Nothing past the line containing "tokens, possibly abbreviated." belongs in the output. Copy exactly every line of the data below from the first up to and including it.

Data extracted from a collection
----

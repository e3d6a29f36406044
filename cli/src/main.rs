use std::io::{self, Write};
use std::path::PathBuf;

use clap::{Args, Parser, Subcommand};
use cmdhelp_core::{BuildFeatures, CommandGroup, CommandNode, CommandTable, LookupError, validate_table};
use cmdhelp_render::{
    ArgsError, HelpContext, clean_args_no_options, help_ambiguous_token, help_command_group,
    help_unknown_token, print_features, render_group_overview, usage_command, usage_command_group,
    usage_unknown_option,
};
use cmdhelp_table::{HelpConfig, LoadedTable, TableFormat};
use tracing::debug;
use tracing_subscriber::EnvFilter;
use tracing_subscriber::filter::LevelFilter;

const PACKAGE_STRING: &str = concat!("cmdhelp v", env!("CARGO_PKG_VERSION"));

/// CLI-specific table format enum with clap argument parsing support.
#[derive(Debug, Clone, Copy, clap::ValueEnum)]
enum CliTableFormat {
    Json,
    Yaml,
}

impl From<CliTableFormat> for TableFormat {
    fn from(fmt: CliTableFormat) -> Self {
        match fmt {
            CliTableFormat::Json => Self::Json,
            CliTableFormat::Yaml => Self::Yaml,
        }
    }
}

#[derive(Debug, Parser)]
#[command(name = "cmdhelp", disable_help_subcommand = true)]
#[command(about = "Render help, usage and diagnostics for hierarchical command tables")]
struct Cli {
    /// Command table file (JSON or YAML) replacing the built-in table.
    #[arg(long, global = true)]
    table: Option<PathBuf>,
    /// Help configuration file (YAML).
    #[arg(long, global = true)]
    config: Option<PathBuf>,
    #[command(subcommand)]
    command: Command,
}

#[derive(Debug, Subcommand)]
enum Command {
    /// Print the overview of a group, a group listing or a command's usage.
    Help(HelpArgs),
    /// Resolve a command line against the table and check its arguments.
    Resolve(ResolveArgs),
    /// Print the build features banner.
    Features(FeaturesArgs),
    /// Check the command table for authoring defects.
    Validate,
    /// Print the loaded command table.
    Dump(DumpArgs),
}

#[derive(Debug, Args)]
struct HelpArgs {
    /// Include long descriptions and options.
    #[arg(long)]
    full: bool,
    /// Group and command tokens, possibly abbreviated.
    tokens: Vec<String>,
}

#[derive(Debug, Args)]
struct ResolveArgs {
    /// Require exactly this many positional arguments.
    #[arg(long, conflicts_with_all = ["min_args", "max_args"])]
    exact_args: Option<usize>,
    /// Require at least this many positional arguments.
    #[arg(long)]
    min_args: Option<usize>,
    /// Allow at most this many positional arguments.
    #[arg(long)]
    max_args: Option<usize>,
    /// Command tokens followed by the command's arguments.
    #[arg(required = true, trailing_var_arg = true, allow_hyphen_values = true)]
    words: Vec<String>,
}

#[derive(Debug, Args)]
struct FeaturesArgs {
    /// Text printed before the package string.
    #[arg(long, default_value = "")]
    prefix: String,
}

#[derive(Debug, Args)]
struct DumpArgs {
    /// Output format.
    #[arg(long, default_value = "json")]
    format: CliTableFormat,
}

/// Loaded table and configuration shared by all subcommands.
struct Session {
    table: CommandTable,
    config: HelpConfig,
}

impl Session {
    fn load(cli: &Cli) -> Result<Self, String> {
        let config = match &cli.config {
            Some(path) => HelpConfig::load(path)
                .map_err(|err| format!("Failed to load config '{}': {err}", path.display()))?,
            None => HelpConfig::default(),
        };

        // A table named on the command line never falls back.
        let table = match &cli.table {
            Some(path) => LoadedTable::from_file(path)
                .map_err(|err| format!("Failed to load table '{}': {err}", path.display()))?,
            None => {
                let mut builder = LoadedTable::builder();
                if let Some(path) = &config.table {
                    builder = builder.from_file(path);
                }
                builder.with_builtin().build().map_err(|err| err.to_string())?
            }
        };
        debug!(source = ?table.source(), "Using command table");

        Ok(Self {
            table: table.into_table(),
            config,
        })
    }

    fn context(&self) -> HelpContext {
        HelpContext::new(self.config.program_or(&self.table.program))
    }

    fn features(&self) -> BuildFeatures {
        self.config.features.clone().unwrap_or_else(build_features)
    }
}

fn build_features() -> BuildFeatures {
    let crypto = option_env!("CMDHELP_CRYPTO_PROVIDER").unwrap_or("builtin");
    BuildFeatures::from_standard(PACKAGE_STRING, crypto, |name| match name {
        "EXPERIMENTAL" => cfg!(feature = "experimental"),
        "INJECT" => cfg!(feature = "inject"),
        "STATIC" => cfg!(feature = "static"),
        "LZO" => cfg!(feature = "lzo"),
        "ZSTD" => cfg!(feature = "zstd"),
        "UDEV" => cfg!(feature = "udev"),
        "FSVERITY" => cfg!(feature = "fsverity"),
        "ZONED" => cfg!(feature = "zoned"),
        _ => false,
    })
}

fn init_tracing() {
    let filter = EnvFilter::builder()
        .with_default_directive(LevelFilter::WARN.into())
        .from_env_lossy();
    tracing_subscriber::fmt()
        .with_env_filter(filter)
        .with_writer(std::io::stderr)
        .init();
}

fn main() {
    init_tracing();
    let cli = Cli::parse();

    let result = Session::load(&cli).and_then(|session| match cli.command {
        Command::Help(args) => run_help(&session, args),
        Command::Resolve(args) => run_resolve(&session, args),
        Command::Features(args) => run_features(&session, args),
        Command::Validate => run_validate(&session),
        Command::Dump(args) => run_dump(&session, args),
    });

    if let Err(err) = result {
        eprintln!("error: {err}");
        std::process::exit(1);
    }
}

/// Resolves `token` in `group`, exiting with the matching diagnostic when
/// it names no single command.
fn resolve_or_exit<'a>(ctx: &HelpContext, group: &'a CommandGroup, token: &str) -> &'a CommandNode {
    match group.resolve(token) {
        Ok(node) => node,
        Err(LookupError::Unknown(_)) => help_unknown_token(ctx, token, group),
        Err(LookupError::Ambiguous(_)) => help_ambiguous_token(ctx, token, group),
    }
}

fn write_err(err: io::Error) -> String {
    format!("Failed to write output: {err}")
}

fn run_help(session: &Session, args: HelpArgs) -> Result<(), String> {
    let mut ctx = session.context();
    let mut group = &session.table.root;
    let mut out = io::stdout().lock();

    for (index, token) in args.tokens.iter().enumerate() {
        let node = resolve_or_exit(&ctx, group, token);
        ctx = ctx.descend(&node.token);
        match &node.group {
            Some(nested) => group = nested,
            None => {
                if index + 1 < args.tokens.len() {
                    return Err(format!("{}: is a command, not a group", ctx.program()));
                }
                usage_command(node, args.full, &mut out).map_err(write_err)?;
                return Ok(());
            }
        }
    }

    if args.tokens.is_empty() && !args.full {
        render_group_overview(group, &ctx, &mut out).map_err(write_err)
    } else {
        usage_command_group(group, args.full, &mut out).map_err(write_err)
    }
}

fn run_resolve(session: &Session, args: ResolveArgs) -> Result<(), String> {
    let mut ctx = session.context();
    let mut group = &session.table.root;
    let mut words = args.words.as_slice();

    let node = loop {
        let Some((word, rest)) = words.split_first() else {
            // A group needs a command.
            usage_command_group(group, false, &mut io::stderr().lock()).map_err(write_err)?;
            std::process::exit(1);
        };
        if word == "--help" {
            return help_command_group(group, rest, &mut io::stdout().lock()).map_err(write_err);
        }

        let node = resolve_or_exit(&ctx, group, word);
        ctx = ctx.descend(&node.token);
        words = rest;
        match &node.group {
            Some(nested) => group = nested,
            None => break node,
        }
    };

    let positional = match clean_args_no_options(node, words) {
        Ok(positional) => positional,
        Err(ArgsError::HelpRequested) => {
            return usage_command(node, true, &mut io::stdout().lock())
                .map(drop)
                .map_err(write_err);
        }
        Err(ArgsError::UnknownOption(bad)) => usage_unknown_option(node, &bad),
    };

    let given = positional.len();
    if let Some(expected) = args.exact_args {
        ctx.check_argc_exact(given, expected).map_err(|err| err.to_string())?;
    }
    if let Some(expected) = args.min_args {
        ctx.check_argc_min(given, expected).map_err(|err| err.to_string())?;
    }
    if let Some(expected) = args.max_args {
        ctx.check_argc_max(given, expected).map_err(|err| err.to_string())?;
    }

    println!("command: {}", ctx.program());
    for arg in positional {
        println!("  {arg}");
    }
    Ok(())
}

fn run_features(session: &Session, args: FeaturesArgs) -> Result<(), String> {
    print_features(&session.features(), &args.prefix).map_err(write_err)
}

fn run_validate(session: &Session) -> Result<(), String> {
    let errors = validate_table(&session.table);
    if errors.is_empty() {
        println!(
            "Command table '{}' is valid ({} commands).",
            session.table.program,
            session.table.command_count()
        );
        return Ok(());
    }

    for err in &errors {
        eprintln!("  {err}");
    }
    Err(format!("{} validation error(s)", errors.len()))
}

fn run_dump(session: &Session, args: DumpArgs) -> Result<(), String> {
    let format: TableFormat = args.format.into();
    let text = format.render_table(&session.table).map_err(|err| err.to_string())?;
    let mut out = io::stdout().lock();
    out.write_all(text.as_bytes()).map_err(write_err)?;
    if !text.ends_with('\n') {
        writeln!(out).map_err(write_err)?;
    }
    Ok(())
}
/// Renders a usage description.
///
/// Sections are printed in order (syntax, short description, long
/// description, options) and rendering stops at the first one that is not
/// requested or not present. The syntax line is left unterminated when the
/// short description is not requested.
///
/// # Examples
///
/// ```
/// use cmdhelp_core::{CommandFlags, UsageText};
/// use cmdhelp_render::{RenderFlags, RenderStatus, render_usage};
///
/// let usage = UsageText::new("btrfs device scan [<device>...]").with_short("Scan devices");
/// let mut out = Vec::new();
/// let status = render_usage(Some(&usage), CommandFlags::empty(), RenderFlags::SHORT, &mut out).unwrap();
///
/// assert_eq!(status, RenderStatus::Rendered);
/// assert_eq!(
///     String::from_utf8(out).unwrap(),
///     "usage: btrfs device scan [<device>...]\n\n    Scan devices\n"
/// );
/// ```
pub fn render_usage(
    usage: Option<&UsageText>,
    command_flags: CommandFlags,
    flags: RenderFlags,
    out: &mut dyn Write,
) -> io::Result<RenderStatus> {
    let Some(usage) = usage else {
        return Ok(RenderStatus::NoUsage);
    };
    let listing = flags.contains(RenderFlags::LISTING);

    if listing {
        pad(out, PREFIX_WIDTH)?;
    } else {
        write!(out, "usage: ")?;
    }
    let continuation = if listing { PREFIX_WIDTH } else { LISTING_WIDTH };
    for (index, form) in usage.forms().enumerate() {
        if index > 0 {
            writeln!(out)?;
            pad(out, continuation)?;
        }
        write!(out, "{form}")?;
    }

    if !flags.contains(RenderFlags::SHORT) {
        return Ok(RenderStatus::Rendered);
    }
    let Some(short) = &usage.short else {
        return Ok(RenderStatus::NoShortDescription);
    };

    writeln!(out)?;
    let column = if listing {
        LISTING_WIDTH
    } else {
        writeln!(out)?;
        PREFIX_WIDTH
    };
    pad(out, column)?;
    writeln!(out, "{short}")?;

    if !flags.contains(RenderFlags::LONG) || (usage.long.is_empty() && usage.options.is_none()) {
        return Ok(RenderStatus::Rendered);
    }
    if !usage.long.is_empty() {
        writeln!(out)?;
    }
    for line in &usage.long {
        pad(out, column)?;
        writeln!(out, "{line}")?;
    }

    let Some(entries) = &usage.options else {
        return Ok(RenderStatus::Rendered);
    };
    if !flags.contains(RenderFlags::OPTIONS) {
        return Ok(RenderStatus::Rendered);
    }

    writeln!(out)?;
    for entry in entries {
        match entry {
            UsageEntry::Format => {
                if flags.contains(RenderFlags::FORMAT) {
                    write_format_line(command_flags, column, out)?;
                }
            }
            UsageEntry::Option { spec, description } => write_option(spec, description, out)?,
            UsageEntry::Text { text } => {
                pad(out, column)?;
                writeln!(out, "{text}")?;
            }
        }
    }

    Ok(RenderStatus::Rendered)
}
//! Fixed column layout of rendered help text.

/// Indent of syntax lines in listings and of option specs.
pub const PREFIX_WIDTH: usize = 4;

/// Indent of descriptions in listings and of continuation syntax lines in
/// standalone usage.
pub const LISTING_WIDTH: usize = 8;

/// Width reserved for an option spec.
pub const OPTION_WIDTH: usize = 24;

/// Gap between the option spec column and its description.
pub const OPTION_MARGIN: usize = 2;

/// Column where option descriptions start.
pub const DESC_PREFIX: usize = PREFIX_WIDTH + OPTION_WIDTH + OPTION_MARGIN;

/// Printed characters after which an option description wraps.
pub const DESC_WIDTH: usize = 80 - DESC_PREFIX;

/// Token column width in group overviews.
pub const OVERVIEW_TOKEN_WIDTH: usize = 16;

----

**TASK ANSWER**
repository e3d6a29f36406044
filename cli/src/main.rs
use std::io::{self, Write};
use std::path::PathBuf;

use clap::{Args, Parser, Subcommand};
use cmdhelp_core::{BuildFeatures, CommandGroup, CommandNode, CommandTable, LookupError, validate_table};
use cmdhelp_render::{
    ArgsError, HelpContext, clean_args_no_options, help_ambiguous_token, help_command_group,
    help_unknown_token, print_features, render_group_overview, usage_command, usage_command_group,
    usage_unknown_option,
};
use cmdhelp_table::{HelpConfig, LoadedTable, TableFormat};
use tracing::debug;
use tracing_subscriber::EnvFilter;
use tracing_subscriber::filter::LevelFilter;

const PACKAGE_STRING: &str = concat!("cmdhelp v", env!("CARGO_PKG_VERSION"));

/// CLI-specific table format enum with clap argument parsing support.
#[derive(Debug, Clone, Copy, clap::ValueEnum)]
enum CliTableFormat {
    Json,
    Yaml,
}

impl From<CliTableFormat> for TableFormat {
    fn from(fmt: CliTableFormat) -> Self {
        match fmt {
            CliTableFormat::Json => Self::Json,
            CliTableFormat::Yaml => Self::Yaml,
        }
    }
}

#[derive(Debug, Parser)]
#[command(name = "cmdhelp", disable_help_subcommand = true)]
#[command(about = "Render help, usage and diagnostics for hierarchical command tables")]
struct Cli {
    /// Command table file (JSON or YAML) replacing the built-in table.
    #[arg(long, global = true)]
    table: Option<PathBuf>,
    /// Help configuration file (YAML).
    #[arg(long, global = true)]
    config: Option<PathBuf>,
    #[command(subcommand)]
    command: Command,
}

#[derive(Debug, Subcommand)]
enum Command {
    /// Print the overview of a group, a group listing or a command's usage.
    Help(HelpArgs),
    /// Resolve a command line against the table and check its arguments.
    Resolve(ResolveArgs),
    /// Print the build features banner.
    Features(FeaturesArgs),
    /// Check the command table for authoring defects.
    Validate,
    /// Print the loaded command table.
    Dump(DumpArgs),
}

#[derive(Debug, Args)]
struct HelpArgs {
    /// Include long descriptions and options.
    #[arg(long)]
    full: bool,
    /// Group and command tokens, possibly abbreviated.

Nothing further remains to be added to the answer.